- Input data -
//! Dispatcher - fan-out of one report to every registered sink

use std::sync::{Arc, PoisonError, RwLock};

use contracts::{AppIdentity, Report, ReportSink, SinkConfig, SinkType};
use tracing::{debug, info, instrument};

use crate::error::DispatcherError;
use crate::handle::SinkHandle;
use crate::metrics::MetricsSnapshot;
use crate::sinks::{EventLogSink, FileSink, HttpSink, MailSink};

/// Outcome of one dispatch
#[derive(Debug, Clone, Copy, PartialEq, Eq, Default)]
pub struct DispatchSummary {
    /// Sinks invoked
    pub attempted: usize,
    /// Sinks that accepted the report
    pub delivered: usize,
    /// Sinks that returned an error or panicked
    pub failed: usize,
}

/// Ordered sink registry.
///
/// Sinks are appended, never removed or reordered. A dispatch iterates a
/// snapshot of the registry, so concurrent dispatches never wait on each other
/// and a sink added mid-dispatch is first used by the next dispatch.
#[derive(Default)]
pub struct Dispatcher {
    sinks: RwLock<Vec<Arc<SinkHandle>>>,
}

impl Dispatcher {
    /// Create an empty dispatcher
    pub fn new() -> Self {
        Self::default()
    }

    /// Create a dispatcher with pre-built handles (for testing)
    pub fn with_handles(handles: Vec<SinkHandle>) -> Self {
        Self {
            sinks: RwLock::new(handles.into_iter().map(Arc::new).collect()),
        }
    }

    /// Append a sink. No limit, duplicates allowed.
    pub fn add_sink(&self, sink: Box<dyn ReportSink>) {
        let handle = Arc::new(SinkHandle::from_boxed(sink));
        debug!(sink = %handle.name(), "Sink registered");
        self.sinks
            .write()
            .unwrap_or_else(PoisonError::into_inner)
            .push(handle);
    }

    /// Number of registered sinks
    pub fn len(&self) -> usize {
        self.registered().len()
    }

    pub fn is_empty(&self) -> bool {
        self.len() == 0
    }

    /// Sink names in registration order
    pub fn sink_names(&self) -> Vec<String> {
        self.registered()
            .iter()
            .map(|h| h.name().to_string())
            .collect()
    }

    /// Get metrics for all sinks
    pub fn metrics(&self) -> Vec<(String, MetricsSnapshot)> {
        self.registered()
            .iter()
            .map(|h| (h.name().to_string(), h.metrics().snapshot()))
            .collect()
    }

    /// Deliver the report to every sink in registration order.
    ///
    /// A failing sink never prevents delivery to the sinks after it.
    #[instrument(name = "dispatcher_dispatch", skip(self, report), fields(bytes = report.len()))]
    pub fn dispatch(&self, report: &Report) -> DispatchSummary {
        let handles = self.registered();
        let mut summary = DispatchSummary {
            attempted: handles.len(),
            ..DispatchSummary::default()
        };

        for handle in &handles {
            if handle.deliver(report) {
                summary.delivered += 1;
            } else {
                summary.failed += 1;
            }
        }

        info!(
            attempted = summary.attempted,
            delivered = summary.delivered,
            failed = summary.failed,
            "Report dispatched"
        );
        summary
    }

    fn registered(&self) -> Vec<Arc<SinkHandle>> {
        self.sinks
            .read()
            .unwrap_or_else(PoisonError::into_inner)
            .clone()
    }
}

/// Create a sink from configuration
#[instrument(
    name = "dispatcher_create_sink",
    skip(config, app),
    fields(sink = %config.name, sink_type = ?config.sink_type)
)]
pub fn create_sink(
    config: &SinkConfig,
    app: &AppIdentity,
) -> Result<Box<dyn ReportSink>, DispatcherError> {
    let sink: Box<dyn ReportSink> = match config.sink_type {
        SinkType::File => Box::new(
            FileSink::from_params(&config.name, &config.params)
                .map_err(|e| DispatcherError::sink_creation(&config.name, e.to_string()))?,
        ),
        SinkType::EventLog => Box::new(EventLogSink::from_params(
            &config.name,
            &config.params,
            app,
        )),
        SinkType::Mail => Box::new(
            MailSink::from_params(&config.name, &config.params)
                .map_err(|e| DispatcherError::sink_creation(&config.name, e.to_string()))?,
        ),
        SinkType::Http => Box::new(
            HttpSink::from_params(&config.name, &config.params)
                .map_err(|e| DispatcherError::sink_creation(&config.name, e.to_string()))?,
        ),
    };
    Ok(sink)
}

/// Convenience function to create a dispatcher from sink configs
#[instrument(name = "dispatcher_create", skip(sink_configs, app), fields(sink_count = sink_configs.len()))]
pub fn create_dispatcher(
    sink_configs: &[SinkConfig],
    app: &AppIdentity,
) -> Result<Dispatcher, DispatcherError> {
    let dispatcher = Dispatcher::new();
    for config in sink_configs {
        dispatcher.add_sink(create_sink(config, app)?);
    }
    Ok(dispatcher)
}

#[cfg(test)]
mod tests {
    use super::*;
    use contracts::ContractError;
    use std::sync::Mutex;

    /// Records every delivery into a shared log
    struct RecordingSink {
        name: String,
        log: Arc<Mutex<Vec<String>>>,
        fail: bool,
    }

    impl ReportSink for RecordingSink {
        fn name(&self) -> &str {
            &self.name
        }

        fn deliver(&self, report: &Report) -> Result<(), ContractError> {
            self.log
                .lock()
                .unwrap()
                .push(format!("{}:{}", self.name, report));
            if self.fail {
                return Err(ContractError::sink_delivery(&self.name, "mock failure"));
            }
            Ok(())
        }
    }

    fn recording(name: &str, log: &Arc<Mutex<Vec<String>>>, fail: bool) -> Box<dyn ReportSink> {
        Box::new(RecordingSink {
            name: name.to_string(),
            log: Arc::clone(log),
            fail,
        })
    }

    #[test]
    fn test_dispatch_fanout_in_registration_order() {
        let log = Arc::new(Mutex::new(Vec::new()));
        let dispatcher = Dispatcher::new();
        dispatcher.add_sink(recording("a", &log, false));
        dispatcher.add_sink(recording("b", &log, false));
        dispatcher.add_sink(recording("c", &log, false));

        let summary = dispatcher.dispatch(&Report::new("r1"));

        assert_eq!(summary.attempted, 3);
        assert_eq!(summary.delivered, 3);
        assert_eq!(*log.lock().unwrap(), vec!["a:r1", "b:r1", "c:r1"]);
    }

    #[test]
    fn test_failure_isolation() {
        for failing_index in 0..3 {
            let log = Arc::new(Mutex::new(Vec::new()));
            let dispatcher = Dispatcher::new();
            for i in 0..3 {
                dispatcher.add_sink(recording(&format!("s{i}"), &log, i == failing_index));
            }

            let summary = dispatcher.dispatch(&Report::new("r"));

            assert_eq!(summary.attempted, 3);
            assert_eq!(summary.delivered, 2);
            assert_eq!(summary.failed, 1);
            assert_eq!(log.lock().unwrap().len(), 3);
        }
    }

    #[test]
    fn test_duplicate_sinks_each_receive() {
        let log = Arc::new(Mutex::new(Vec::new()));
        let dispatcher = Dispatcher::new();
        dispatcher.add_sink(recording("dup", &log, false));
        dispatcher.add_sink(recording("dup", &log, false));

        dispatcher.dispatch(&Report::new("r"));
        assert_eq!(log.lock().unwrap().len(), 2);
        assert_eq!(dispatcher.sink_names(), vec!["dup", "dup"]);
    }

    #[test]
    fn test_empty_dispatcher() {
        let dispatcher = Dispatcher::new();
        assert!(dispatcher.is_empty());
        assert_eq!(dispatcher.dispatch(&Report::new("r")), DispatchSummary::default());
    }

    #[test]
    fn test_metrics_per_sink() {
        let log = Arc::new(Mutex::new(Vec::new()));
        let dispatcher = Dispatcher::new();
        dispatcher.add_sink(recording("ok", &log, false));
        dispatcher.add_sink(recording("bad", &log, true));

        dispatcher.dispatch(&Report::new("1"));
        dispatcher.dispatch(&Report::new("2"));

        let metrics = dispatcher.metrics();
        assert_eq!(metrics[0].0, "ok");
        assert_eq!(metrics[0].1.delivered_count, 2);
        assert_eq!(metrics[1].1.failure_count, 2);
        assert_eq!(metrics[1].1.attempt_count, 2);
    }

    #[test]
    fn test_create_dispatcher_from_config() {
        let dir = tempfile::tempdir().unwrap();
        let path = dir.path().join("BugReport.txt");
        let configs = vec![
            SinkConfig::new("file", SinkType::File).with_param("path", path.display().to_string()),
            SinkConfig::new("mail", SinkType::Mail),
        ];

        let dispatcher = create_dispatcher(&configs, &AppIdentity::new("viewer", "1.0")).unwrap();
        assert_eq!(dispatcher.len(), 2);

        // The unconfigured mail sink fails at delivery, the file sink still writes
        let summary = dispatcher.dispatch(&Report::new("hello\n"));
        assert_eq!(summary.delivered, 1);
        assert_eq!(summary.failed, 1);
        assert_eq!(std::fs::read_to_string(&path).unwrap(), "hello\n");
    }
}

- What you are asked to do -
In the records above, find the line with "fields(bytes = report.len()))]"; write out exactly that line and each one after it, stopping after the line with "MailSink::from_params(&config.name, &config.params)".

- Result for this exercise -
    #[instrument(name = "dispatcher_dispatch", skip(self, report), fields(bytes = report.len()))]
    pub fn dispatch(&self, report: &Report) -> DispatchSummary {
        let handles = self.registered();
        let mut summary = DispatchSummary {
            attempted: handles.len(),
            ..DispatchSummary::default()
        };

        for handle in &handles {
            if handle.deliver(report) {
                summary.delivered += 1;
            } else {
                summary.failed += 1;
            }
        }

        info!(
            attempted = summary.attempted,
            delivered = summary.delivered,
            failed = summary.failed,
            "Report dispatched"
        );
        summary
    }

    fn registered(&self) -> Vec<Arc<SinkHandle>> {
        self.sinks
            .read()
            .unwrap_or_else(PoisonError::into_inner)
            .clone()
    }
}

/// Create a sink from configuration
#[instrument(
    name = "dispatcher_create_sink",
    skip(config, app),
    fields(sink = %config.name, sink_type = ?config.sink_type)
)]
pub fn create_sink(
    config: &SinkConfig,
    app: &AppIdentity,
) -> Result<Box<dyn ReportSink>, DispatcherError> {
    let sink: Box<dyn ReportSink> = match config.sink_type {
        SinkType::File => Box::new(
            FileSink::from_params(&config.name, &config.params)
                .map_err(|e| DispatcherError::sink_creation(&config.name, e.to_string()))?,
        ),
        SinkType::EventLog => Box::new(EventLogSink::from_params(
            &config.name,
            &config.params,
            app,
        )),
        SinkType::Mail => Box::new(
            MailSink::from_params(&config.name, &config.params)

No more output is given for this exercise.